Еще до того как явиться в литературу или в словосочетание «литература факта», сама категория факта оказывается эпистемологически насыщенной и заслуживает подробного исторического описания: от эмпирической философии, обращавшейся к природным фактам как предельным аргументам, и картезианского рационализма, сомневавшегося во всем, кроме факта собственного сомнения, через научный и второй позитивизм, изучавшие объективные факты и данные сознания соответственно, к лингвистике речевых актов и прагматически ориентированным социальным исследованиям (акторно-сетевой теории), снова открывшим фактичность акта высказывания и фабрикуемость любых, включая научные, фактов[1223].

1. Краткая история факта

По аналогии с тем, как Киттлер описывает переход от République des Lettres к дискурсивной сети 1800, от схоластического переписывания античных трактатов к трактовке письменных источников и тем самым немалому переписыванию их смысла[1224], можно описать превращение переписчика в автора и раньше – в процессе становления самой République des Lettres после изобретения Гутенберга.
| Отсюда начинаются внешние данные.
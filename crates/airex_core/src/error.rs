use thiserror::Error;

use crate::TaskId;

#[derive(Debug, Clone, PartialEq, Eq, Error)]
pub enum SimError {
    #[error("invalid task kind `{kind}`: {reason}")]
    InvalidKind { kind: String, reason: &'static str },
    #[error("no task registered for task#{0}")]
    InvalidHandle(TaskId),
}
В свою очередь, то, как печатный станок освободил руки ученых мужей и «людей букв» (когда они еще были на одно лицо) в середине XV века, можно сравнить с тем, как руки первых приматов оторвались от земли и поисков пропитания, освободившись для технических изобретений и спровоцировав аналогичные им языковые изобретения. Все эти эпизоды указывают на закономерность: всякий раз, когда руки человека избавляются от механической работы, они могут сделать и умственную работу более изобретательной.
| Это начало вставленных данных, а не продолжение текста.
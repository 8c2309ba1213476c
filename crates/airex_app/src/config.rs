use std::fs;
use std::path::Path;

use airex_core::SimConfig;
use anyhow::Context;
use sim_logging::{sim_info, sim_warn};

pub(crate) const CONFIG_FILENAME: &str = "airex.ron";

/// Loads simulator settings from a RON file.
///
/// A missing or unreadable file falls back to defaults; values that parse
/// but make no sense (zero tick period, non-positive step) are an error.
pub(crate) fn load_config(path: &Path) -> anyhow::Result<SimConfig> {
    let config = match fs::read_to_string(path) {
        Ok(text) => match ron::from_str::<SimConfig>(&text) {
            Ok(config) => {
                sim_info!("Loaded simulator config from {:?}", path);
                config
            }
            Err(err) => {
                sim_warn!("Failed to parse config from {:?}: {}", path, err);
                SimConfig::default()
            }
        },
        Err(err) if err.kind() == std::io::ErrorKind::NotFound => SimConfig::default(),
        Err(err) => {
            sim_warn!("Failed to read config from {:?}: {}", path, err);
            SimConfig::default()
        }
    };

    config
        .validate()
        .with_context(|| format!("invalid simulator config in {}", path.display()))?;
    Ok(config)
}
Первый всплеск ценности фактов часто связывают с возникновением gazetta – первых, еще рукописных, компиляций деловой информации, которые только в 1610-х годах в Германии войдут в симбиоз с печатным прессом[1225]. Это позволяет сделать парадоксальный вывод о том, что журналистика (факта) появилась на полвека раньше прессы[1226]. Однако было кому в самом конце XVI – начале XVII века постоять за факты, кроме венецианских купцов и мореходов. Именно в эти годы конструирует метод эмпирического познания и собственно вводит понятие «факта» Фрэнсис Бэкон, применяя для этого примечательную процедуру «терапии языка» и надеясь вылечить понимание, развращенное привычкой и общим ходом вещей[1227]. Таким образом, первые факты были зафиксированы не столько благодаря обширной переписке свободных граждан «республики букв», сколько вследствие применения своего рода карательной медицины – или, во всяком случае, дисциплинарных мер, направленных на слова. «Язык самих фактов» в XVII веке должен был сохранять нейтральность и как бы превосходить всякое интерпретативное усилие, позволить вещам «говорить самим за себя»[1228].
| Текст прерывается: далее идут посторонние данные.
//! Logging initialization for airex_app.
//!
//! Writes logs to `./airex.log` in the current working directory and/or the
//! terminal, selected through the `AIREX_LOG` environment variable.

use std::fs::File;

use log::LevelFilter;
use simplelog::{
    ColorChoice, CombinedLogger, ConfigBuilder, SharedLogger, TermLogger, TerminalMode,
    WriteLogger,
};

const LOG_FILE: &str = "./airex.log";

/// Where the demo writes its log lines.
#[derive(Debug, Clone, Copy, PartialEq, Eq)]
pub enum LogDestination {
    File,
    /// Colored output; warnings and errors go to stderr, the rest to stdout.
    Terminal,
    Both,
}

impl LogDestination {
    /// Reads `AIREX_LOG` (`file`, `terminal`, `both`); terminal otherwise.
    pub fn from_env() -> Self {
        match std::env::var("AIREX_LOG").as_deref().map(str::trim) {
            Ok("file") => LogDestination::File,
            Ok("both") => LogDestination::Both,
            _ => LogDestination::Terminal,
        }
    }
}

/// Installs the global logger. Debug builds log at debug level.
///
/// If the log file cannot be created, `File` logs nowhere and `Both` falls
/// back to the terminal alone.
pub fn initialize(destination: LogDestination) {
    let level = if cfg!(debug_assertions) {
        LevelFilter::Debug
    } else {
        LevelFilter::Info
    };
    let config = ConfigBuilder::new()
        .set_time_format_rfc3339()
        .set_target_level(LevelFilter::Error)
        .build();

    let mut loggers: Vec<Box<dyn SharedLogger>> = Vec::new();
    if matches!(destination, LogDestination::Terminal | LogDestination::Both) {
        loggers.push(TermLogger::new(
            level,
            config.clone(),
            TerminalMode::Mixed,
            ColorChoice::Auto,
        ));
    }
    if matches!(destination, LogDestination::File | LogDestination::Both) {
        match File::create(LOG_FILE) {
            Ok(file) => loggers.push(WriteLogger::new(level, config, file)),
            Err(err) => eprintln!("airex: cannot create {LOG_FILE}: {err}"),
        }
    }
    if loggers.is_empty() {
        return;
    }

    let _ = CombinedLogger::init(loggers);
}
Девиз Лондонского королевского общества, основанного по заветам Бэкона и по-прежнему направленного против схоластического знания и «авторитета слов», гласил Nullius in verba и обозначал ставку на строго экспериментальное знание и доказательный научный метод. Среди основателей этой первой формализованной «Академии наук» значились изобретатель воздушного насоса Роберт Бойль[1229] и изобретатель искусственного языка Джон Уилкинс[1230], что подсказывает, что факты не столько отказывались от услуг языка или социального капитала своих первооткрывателей, сколько рассчитывали переизобрести первый и перенаправить второй на благо более достоверного знания о природе.